Directions –
Beneath this instruction is a block of data; output from it exactly the lines that run from the one containing "fn is_root(&self, node: &Self::Node)" through the one containing "overlay: &T::Node, id: &str)", inclusive.

:: Input data ::

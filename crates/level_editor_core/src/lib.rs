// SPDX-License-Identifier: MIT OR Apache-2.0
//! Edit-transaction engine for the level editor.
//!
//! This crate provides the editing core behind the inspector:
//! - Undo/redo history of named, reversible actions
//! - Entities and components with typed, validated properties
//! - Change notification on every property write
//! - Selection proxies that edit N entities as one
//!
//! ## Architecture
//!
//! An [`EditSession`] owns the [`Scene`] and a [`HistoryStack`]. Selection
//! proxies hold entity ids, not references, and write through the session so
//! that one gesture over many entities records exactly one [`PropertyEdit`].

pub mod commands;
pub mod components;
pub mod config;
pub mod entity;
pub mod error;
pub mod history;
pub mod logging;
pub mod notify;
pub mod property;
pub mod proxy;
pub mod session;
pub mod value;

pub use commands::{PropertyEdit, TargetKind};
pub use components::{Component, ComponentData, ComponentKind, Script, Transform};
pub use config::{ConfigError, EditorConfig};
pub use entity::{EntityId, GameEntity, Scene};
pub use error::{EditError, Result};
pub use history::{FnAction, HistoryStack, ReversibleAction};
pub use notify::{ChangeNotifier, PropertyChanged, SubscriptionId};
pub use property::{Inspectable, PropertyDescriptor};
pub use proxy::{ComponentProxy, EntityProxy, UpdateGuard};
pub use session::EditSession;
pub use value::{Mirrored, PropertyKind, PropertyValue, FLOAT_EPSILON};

:::
:: Input data ::

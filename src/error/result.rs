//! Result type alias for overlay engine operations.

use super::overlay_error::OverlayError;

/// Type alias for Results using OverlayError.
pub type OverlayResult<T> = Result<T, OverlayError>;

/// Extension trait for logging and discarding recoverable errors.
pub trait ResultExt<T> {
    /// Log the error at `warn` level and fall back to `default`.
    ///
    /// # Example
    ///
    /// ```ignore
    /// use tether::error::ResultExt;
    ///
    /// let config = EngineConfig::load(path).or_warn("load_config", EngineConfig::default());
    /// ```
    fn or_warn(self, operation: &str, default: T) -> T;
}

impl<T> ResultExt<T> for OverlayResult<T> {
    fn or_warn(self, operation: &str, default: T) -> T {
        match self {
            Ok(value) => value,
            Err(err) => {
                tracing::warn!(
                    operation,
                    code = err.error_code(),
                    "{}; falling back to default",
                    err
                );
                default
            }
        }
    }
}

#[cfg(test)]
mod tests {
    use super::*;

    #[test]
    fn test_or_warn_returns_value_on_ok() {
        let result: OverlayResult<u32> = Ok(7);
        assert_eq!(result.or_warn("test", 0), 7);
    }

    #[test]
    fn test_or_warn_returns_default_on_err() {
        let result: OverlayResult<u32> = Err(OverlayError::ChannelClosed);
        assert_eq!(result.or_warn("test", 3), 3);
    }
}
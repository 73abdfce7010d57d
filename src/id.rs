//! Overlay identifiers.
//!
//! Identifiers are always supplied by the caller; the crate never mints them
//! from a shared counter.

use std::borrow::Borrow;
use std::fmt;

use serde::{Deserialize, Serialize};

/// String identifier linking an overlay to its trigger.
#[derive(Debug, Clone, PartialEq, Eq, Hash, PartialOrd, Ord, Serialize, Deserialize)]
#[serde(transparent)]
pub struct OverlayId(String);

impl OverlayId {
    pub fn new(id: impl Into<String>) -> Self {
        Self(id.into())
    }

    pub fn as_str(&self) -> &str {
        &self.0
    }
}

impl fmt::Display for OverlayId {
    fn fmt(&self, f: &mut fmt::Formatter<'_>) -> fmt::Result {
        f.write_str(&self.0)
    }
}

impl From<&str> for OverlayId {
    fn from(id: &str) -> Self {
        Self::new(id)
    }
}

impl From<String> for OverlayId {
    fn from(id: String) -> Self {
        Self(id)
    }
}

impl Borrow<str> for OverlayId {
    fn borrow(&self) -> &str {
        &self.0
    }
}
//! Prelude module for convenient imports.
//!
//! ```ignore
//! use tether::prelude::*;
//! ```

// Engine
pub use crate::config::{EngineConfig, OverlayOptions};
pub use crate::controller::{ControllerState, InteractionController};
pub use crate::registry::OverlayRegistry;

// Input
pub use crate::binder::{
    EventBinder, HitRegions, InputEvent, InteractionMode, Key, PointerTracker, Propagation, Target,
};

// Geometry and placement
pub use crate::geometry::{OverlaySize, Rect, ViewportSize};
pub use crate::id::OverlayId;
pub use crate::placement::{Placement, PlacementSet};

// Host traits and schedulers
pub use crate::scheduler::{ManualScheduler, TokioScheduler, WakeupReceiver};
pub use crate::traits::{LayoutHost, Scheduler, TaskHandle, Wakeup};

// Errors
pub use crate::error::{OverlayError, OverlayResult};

:::
:: Input data ::

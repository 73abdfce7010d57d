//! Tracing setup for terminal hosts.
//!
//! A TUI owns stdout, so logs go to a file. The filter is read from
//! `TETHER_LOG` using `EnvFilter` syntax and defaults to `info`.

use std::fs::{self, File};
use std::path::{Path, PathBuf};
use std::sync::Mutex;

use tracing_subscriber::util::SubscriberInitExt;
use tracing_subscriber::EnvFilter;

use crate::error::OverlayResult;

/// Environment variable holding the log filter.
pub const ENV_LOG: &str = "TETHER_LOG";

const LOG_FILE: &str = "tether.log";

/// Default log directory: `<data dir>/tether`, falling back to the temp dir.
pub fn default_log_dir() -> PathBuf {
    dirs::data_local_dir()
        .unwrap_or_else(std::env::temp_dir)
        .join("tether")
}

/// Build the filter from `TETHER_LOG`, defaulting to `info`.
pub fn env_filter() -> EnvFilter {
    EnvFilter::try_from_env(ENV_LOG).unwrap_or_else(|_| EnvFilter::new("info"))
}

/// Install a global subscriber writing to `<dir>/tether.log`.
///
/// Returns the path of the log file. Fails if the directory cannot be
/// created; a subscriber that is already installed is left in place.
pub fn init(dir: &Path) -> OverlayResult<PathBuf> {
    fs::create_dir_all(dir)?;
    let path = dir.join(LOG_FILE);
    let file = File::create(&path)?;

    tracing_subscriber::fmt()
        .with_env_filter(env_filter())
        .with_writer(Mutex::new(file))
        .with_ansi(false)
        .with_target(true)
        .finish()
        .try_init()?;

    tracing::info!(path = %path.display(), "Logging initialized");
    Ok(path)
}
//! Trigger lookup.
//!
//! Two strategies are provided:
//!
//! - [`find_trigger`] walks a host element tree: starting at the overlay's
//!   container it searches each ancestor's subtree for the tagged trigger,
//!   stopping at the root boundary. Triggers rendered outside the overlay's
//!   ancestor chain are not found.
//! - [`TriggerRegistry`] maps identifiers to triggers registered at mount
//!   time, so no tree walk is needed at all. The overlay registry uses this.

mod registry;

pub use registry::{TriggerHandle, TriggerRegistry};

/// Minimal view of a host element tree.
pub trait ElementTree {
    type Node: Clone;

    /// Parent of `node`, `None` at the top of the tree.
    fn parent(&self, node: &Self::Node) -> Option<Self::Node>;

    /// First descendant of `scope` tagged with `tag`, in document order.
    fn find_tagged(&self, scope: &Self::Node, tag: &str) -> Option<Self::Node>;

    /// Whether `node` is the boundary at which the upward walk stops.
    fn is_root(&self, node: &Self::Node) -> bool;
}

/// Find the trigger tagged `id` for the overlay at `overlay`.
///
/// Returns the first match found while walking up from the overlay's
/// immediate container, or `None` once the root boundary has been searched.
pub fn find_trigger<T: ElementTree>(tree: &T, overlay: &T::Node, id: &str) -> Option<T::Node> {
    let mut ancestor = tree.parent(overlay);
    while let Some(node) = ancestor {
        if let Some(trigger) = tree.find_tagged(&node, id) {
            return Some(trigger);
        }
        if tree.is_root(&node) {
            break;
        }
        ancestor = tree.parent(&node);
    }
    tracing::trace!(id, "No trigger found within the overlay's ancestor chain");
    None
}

:::

Final answer –
    fn is_root(&self, node: &Self::Node) -> bool;
}

/// Find the trigger tagged `id` for the overlay at `overlay`.
///
/// Returns the first match found while walking up from the overlay's
/// immediate container, or `None` once the root boundary has been searched.
pub fn find_trigger<T: ElementTree>(tree: &T, overlay: &T::Node, id: &str) -> Option<T::Node> {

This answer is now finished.